BRIEF ▸
Retype, word for word, every line from the one holding "let events: Vec<LedgerEvent>" through the one holding "pub fn d(y: i32, m: u32, day: u32)" in the entries below, both included, and only those lines.

☆ ☆ ☆

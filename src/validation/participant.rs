use chrono::{Datelike, Days, NaiveDate};
use serde::Serialize;

use crate::db::models::{CreateParticipantRequest, ProjectCycle};
use crate::error::AppError;
use crate::services::cycles_service::{CYCLE_TAIL_DAYS, CyclePolicy};
use crate::validation::validate_request;

/// Which cycle a participant's start date falls in, relative to the
/// scheme's current cycle.
#[derive(Debug, Clone, Copy, PartialEq, Eq, Serialize)]
#[serde(rename_all = "snake_case")]
pub enum StartPlacement {
    CurrentCycle,
    NextCycle,
}

pub fn validate_create_participant(
    req: &CreateParticipantRequest,
    today: NaiveDate,
) -> Result<(), AppError> {
    validate_request(req)?;
    validate_birth_date(req.birth_date, today)?;
    validate_active_dates(req.active_start, req.active_end)
}

pub fn validate_birth_date(birth_date: NaiveDate, today: NaiveDate) -> Result<(), AppError> {
    if birth_date > today {
        return Err(AppError::validation("Birth date cannot be in the future"));
    }
    Ok(())
}

pub fn validate_active_dates(
    active_start: NaiveDate,
    active_end: Option<NaiveDate>,
) -> Result<(), AppError> {
    if let Some(end) = active_end {
        if end < active_start {
            return Err(AppError::validation(
                "Scheme finish date cannot be before the scheme start date",
            ));
        }
    }
    Ok(())
}

/// A participant may start in the current cycle or the one after it, and
/// always on the cycle weekday. The current window uses the cycle's stored
/// end date; only the next cycle is derived.
pub fn validate_participant_start(
    participant_start: NaiveDate,
    cycle: &ProjectCycle,
    policy: &CyclePolicy,
) -> Result<StartPlacement, AppError> {
    let next_start = cycle
        .end_date
        .checked_add_days(Days::new(CYCLE_TAIL_DAYS))
        .ok_or_else(|| AppError::validation("Next project start out of range"))?;
    let next_end = policy.end_date(next_start)?;

    let placement = if cycle.start_date <= participant_start && participant_start <= cycle.end_date {
        StartPlacement::CurrentCycle
    } else if next_start <= participant_start && participant_start <= next_end {
        StartPlacement::NextCycle
    } else {
        return Err(AppError::validation(format!(
            "Participant start date {} is outside the current ({} to {}) and next ({} to {}) projects",
            participant_start, cycle.start_date, cycle.end_date, next_start, next_end
        )));
    };

    if participant_start.weekday() != policy.start_weekday {
        return Err(AppError::validation(format!(
            "Participant must start on a {}",
            policy.start_weekday
        )));
    }

    Ok(placement)
}
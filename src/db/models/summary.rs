use rust_decimal::Decimal;
use serde::{Deserialize, Serialize};
use uuid::Uuid;

/// Materialized entitlement and usage for one (participant, cycle) pair.
///
/// `*_entitled` fields are derived from the participant's overlap with the
/// cycle and may be overwritten at any time. `*_taken` and `holiday_hours_in_lieu`
/// mirror the ledger and are only ever written by the ledger refresh.
#[derive(Serialize, Deserialize, Clone, Debug, PartialEq)]
pub struct EntitlementSummary {
    pub participant_id: Uuid,
    pub cycle_id: Uuid,
    pub weeks_active: u32,
    pub holiday_hours_entitled: Decimal,
    pub holiday_hours_taken: Decimal,
    pub holiday_hours_in_lieu: Decimal,
    pub sick_cert_hours_entitled: Decimal,
    pub sick_cert_hours_taken: Decimal,
    pub sick_uncert_hours_entitled: Decimal,
    pub sick_uncert_hours_taken: Decimal,
    pub updated_at: chrono::DateTime<chrono::Utc>,
}

impl EntitlementSummary {
    pub fn key(&self) -> (Uuid, Uuid) {
        (self.participant_id, self.cycle_id)
    }
}
use tracing::info;
use uuid::Uuid;

use crate::{
    db::Store,
    db::models::Department,
    error::{AppError, AppResult},
    services::{context::RequestContext, load_department, load_scheme},
    validation::scheme::validate_department_name,
};

pub struct DepartmentsService;

impl DepartmentsService {
    pub fn list<S: Store>(store: &S, ctx: &RequestContext) -> AppResult<Vec<Department>> {
        store.list_departments(ctx.scheme_id)
    }

    pub fn create<S: Store>(
        store: &mut S,
        ctx: &RequestContext,
        name: &str,
    ) -> AppResult<Department> {
        validate_department_name(name)?;
        let scheme = load_scheme(store, ctx)?;
        if scheme.departments_disabled {
            return Err(AppError::validation("Departments are disabled for this scheme"));
        }

        let created = store.put_department(Department {
            id: Uuid::new_v4(),
            scheme_id: scheme.id,
            name: name.trim().to_string(),
        })?;

        info!(scheme_id = %scheme.id, department_id = %created.id, name = %created.name, "Department created");
        Ok(created)
    }

    pub fn rename<S: Store>(
        store: &mut S,
        ctx: &RequestContext,
        department_id: Uuid,
        name: &str,
    ) -> AppResult<Department> {
        validate_department_name(name)?;
        let mut department = load_department(store, ctx, department_id)?;
        department.name = name.trim().to_string();
        store.put_department(department)
    }

    /// Participants in the department stay on the scheme without one.
    pub fn delete<S: Store>(
        store: &mut S,
        ctx: &RequestContext,
        department_id: Uuid,
    ) -> AppResult<()> {
        let _existing = load_department(store, ctx, department_id)?;
        store.delete_department(department_id)?;
        info!(scheme_id = %ctx.scheme_id, department_id = %department_id, "Department deleted");
        Ok(())
    }
}
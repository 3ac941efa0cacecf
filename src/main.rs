use std::path::PathBuf;
use std::process::ExitCode;

use chrono::NaiveDate;
use clap::{Parser, Subcommand};
use serde_json::json;
use uuid::Uuid;

use ce_backend::{
    AppError, AppResult,
    config::Config,
    db::models::{LedgerEvent, ProjectCycle},
    services::entitlement_service::compute_active_weeks,
    services::ledger_service::aggregate_checked,
    utils::DateInterval,
};

#[derive(Parser)]
#[command(name = "ce", about = "Community Employment scheme entitlement calculator")]
struct Cli {
    #[command(subcommand)]
    command: Command,
}

#[derive(Subcommand)]
enum Command {
    /// Derive a project cycle's end date and the following cycle's dates
    Cycle {
        #[arg(long)]
        start: NaiveDate,
        /// Overrides CYCLE_WEEKS
        #[arg(long)]
        weeks: Option<u32>,
    },
    /// Compute active weeks and holiday / sick-leave entitlement
    Entitlement {
        #[arg(long)]
        cycle_start: NaiveDate,
        #[arg(long)]
        active_start: NaiveDate,
        #[arg(long)]
        active_end: Option<NaiveDate>,
    },
    /// Sum a JSON array of ledger events per kind
    Ledger {
        #[arg(long)]
        file: PathBuf,
        #[arg(long)]
        participant: Uuid,
        #[arg(long)]
        cycle: Uuid,
    },
}

fn main() -> ExitCode {
    let cli = Cli::parse();

    let config = match Config::from_env() {
        Ok(config) => config,
        Err(e) => return report(e),
    };
    ce_backend::init_tracing(&config);

    match run(&config, cli.command) {
        Ok(output) => {
            println!("{}", output);
            ExitCode::SUCCESS
        }
        Err(e) => report(e),
    }
}

fn report(e: AppError) -> ExitCode {
    tracing::error!(code = e.code(), "{}", e);
    eprintln!("{}", json!({ "error": e.code(), "message": e.to_string() }));
    ExitCode::FAILURE
}

fn run(config: &Config, command: Command) -> AppResult<serde_json::Value> {
    match command {
        Command::Cycle { start, weeks } => {
            let mut policy = config.cycle_policy()?;
            if let Some(weeks) = weeks {
                policy.weeks = weeks;
            }
            let dates = policy.derive(start)?;
            Ok(serde_json::to_value(dates)?)
        }
        Command::Entitlement {
            cycle_start,
            active_start,
            active_end,
        } => {
            let dates = config.cycle_policy()?.derive(cycle_start)?;
            let policy = config.entitlement_policy()?;
            let cycle = ProjectCycle {
                id: Uuid::nil(),
                scheme_id: Uuid::nil(),
                sequence_number: 1,
                start_date: dates.start_date,
                end_date: dates.end_date,
                created_at: chrono::Utc::now(),
            };

            let end = active_end.unwrap_or_else(|| policy.open_end_date(active_start, &cycle));
            let interval = DateInterval::new(active_start, end);
            let weeks = compute_active_weeks(interval, cycle.interval(), policy.week_counting);
            let entitlement = policy.for_weeks(weeks);

            Ok(json!({
                "cycle": dates,
                "active": interval,
                "entitlement": entitlement,
            }))
        }
        Command::Ledger {
            file,
            participant,
            cycle,
        } => {
            let raw = std::fs::read_to_string(&file).map_err(|e| {
                AppError::validation(format!("Cannot read {}: {}", file.display(), e))
            })?;
            let events: Vec<LedgerEvent> = serde_json::from_str(&raw)?;
            let totals = aggregate_checked(&events, participant, cycle)?;
            Ok(json!({
                "participant_id": participant,
                "cycle_id": cycle,
                "events": events.iter().filter(|e| e.participant_id == participant && e.cycle_id == cycle).count(),
                "totals": totals.to_map(),
            }))
        }
    }
}
mod cycle;
mod department;
mod properties;
mod rollback;
mod report;

use ce_backend::db::InMemoryStore;
use ce_backend::db::enums::County;
use ce_backend::db::models::{
    CreateParticipantRequest, CreateSchemeRequest, NewProjectCycle, ProjectCycle,
};
use ce_backend::services::{CyclesService, Policies, RequestContext, SchemesService};
use chrono::NaiveDate;
use uuid::Uuid;

pub fn d(y: i32, m: u32, day: u32) -> NaiveDate {
    NaiveDate::from_ymd_opt(y, m, day).unwrap()
}

pub fn scheme_request(gov_code: &str, departments: &[&str]) -> CreateSchemeRequest {
    CreateSchemeRequest {
        name: "Test CE Scheme".into(),
        gov_code: gov_code.into(),
        county: County::Kerry,
        address: "Main St, Killarney".into(),
        departments_disabled: false,
        new_departments: departments.iter().map(|s| s.to_string()).collect(),
    }
}

/// A Kerry scheme with project 21 (starting 2024-10-14) as its current cycle.
pub fn setup() -> (InMemoryStore, RequestContext, ProjectCycle) {
    let mut store = InMemoryStore::new();
    let created = SchemesService::create(&mut store, &scheme_request("DSP123", &["Office", "Outdoor"]))
        .unwrap();
    let ctx = RequestContext::new(created.scheme.id, Policies::default())
        .with_user(Uuid::new_v4())
        .on(d(2025, 1, 6));

    let cycle = CyclesService::create(
        &mut store,
        &ctx,
        &NewProjectCycle {
            sequence_number: 21,
            start_date: d(2024, 10, 14),
            end_date: None,
        },
    )
    .unwrap();
    CyclesService::set_current(&mut store, &ctx, cycle.id).unwrap();

    (store, ctx, cycle)
}

pub fn participant_request(
    ppsn: &str,
    active_start: NaiveDate,
    active_end: Option<NaiveDate>,
) -> CreateParticipantRequest {
    named_participant_request(ppsn, "John", "Doe", active_start, active_end)
}

/// Email and IBAN are derived from the PPS number so each request is unique.
pub fn named_participant_request(
    ppsn: &str,
    first_name: &str,
    last_name: &str,
    active_start: NaiveDate,
    active_end: Option<NaiveDate>,
) -> CreateParticipantRequest {
    CreateParticipantRequest {
        ppsn: ppsn.into(),
        first_name: first_name.into(),
        last_name: last_name.into(),
        department_id: None,
        birth_date: d(1990, 1, 1),
        address: "123 Main St".into(),
        phone: Some("012345678".into()),
        email: format!("{}@example.com", ppsn.to_lowercase()),
        emerg_phone: Some("0876543210".into()),
        bank_iban: format!("IE29 AIBK 9311 521{}", &ppsn[..7]),
        active_start,
        active_end,
        manual_handling_date: None,
    }
}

☆ ☆ ☆

WRITTEN ANSWER ▸
            let events: Vec<LedgerEvent> = serde_json::from_str(&raw)?;
            let totals = aggregate_checked(&events, participant, cycle)?;
            Ok(json!({
                "participant_id": participant,
                "cycle_id": cycle,
                "events": events.iter().filter(|e| e.participant_id == participant && e.cycle_id == cycle).count(),
                "totals": totals.to_map(),
            }))
        }
    }
}
mod cycle;
mod department;
mod properties;
mod rollback;
mod report;

use ce_backend::db::InMemoryStore;
use ce_backend::db::enums::County;
use ce_backend::db::models::{
    CreateParticipantRequest, CreateSchemeRequest, NewProjectCycle, ProjectCycle,
};
use ce_backend::services::{CyclesService, Policies, RequestContext, SchemesService};
use chrono::NaiveDate;
use uuid::Uuid;

pub fn d(y: i32, m: u32, day: u32) -> NaiveDate {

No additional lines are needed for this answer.